**** Input data

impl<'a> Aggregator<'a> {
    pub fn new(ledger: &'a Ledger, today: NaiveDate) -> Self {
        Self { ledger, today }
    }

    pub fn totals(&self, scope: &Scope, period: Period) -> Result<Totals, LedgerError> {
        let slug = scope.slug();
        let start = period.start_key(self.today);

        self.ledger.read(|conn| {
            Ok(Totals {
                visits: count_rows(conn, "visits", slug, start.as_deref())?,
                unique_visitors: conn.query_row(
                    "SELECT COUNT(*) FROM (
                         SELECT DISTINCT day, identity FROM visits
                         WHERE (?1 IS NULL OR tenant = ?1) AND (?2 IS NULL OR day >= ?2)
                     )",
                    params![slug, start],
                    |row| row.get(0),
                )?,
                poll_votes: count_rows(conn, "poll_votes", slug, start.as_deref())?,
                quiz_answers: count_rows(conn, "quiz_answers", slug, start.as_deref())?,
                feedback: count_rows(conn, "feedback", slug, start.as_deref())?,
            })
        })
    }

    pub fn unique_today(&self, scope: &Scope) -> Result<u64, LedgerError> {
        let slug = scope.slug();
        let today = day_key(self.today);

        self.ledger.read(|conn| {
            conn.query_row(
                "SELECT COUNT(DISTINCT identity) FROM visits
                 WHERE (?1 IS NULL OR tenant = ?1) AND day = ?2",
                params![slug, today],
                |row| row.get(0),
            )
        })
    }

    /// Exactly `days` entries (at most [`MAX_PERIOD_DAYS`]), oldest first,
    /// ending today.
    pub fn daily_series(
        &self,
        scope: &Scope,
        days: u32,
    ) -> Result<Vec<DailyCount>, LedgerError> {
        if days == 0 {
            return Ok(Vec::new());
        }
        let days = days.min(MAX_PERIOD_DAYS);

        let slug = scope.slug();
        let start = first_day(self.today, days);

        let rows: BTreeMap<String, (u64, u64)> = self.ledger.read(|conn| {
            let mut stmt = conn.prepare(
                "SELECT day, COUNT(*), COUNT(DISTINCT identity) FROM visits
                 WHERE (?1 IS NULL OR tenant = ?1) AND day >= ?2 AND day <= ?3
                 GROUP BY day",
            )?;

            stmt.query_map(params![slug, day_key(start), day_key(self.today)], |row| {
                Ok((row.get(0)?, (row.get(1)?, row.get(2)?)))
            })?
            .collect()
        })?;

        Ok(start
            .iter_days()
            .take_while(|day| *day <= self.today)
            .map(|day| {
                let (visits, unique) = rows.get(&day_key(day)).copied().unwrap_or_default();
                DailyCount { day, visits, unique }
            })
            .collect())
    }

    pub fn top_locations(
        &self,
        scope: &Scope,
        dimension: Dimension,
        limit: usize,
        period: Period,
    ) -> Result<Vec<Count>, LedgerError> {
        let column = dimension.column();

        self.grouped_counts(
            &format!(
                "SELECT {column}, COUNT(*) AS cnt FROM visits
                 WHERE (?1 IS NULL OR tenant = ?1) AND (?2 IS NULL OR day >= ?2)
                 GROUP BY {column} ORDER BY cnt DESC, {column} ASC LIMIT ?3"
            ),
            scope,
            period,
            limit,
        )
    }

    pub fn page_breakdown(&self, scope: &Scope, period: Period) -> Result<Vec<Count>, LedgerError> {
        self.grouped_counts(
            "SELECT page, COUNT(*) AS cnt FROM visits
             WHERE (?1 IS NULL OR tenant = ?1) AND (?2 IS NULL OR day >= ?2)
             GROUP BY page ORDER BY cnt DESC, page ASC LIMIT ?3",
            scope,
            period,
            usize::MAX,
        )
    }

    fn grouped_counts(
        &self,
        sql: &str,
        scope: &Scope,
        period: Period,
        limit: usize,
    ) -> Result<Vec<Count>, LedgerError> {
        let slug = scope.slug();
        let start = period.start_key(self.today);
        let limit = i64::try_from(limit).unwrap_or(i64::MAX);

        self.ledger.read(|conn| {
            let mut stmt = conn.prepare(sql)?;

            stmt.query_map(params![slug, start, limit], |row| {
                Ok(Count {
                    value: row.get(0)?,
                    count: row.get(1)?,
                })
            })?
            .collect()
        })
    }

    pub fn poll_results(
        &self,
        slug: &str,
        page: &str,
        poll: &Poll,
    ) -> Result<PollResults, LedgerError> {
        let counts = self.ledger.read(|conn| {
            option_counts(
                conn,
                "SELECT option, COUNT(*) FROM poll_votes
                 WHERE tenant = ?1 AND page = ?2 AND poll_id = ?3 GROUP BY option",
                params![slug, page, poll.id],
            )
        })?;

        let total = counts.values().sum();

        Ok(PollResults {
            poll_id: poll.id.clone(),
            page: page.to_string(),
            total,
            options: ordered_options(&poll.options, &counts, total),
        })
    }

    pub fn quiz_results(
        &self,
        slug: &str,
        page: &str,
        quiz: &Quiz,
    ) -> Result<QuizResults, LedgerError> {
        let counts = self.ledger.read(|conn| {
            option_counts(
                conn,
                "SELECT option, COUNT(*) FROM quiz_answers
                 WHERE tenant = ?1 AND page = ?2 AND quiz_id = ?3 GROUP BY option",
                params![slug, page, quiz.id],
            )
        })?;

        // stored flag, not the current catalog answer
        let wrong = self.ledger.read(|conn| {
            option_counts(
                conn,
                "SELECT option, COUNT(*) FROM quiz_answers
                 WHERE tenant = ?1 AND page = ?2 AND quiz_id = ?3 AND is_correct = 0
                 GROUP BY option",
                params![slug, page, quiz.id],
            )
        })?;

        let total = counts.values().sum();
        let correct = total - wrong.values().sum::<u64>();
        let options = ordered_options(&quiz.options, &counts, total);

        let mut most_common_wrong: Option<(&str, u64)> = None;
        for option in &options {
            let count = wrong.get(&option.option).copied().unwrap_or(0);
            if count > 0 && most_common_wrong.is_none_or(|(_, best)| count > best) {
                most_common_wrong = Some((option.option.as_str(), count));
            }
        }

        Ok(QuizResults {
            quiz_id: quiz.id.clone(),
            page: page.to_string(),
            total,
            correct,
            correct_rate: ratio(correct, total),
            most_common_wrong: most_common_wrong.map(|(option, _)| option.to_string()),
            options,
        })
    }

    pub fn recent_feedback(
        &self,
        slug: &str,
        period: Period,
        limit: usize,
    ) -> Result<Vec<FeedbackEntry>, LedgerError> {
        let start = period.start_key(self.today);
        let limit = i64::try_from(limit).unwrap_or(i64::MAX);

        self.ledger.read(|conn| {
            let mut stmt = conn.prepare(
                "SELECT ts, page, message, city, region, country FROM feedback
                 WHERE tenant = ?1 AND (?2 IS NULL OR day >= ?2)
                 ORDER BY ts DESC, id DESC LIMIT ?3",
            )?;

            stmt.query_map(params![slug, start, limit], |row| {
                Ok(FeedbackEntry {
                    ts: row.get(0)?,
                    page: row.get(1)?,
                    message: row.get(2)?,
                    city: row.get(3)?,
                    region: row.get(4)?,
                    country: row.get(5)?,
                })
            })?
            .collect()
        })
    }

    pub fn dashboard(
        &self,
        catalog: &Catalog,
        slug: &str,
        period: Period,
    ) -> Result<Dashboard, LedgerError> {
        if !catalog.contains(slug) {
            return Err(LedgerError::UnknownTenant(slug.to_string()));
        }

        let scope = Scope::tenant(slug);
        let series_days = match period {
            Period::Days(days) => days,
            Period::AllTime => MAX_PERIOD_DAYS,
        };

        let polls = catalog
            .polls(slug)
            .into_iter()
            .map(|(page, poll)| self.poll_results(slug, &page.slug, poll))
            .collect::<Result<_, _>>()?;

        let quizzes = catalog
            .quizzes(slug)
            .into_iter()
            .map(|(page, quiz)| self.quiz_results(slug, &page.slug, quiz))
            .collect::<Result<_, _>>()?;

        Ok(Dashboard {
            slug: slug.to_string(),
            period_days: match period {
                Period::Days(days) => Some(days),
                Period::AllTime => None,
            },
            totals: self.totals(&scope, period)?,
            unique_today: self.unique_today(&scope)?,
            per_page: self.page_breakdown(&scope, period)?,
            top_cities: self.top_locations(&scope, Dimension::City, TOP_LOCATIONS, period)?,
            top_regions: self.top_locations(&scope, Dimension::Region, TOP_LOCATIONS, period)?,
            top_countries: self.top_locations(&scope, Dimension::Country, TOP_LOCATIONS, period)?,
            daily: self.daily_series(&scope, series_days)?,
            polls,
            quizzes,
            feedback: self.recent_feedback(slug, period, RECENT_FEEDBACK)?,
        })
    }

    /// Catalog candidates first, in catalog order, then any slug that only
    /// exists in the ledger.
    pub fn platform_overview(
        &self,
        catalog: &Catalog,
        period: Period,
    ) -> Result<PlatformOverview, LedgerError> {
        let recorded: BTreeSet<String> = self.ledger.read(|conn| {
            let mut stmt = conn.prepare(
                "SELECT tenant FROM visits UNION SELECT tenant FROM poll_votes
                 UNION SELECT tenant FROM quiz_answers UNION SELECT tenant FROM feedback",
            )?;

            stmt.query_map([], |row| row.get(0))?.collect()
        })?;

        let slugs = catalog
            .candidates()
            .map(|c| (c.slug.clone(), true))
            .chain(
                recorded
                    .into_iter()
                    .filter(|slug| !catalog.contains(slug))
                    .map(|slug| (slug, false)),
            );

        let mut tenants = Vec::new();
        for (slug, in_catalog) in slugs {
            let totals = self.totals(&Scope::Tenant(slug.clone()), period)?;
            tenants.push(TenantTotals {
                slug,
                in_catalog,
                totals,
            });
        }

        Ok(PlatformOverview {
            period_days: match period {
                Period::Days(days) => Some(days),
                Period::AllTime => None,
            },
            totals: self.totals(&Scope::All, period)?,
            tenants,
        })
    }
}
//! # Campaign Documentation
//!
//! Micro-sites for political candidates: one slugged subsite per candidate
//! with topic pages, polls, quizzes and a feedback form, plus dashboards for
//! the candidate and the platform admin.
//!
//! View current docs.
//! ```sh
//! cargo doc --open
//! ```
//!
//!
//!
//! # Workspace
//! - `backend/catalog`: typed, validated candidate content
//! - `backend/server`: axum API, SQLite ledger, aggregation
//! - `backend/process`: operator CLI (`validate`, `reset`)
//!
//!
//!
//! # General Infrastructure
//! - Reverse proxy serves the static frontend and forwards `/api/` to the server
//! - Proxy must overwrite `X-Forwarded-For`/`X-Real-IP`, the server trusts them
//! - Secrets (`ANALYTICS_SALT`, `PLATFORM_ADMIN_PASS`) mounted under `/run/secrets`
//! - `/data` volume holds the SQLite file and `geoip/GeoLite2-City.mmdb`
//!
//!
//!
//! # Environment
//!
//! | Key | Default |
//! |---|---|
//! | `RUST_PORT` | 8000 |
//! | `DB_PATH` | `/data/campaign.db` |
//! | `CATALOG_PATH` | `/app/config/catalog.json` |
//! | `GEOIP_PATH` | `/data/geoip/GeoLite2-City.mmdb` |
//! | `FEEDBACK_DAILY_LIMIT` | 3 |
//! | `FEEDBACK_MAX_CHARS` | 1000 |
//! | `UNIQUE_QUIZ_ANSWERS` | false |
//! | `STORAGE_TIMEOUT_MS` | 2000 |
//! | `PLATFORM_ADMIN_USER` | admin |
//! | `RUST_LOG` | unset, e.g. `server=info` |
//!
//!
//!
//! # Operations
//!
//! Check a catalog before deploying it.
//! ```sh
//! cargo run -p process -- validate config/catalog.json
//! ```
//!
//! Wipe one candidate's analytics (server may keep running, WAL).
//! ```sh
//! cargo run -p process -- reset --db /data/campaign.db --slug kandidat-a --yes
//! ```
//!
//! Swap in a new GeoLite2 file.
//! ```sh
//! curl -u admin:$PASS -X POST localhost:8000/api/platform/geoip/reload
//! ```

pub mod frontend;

********

* **What you are asked to do**:
In the entries above, identify every line with the string "polls".

* **Response for this exercise**:
        let polls = catalog
            .polls(slug)
            polls,
//! with topic pages, polls, quizzes and a feedback form, plus dashboards for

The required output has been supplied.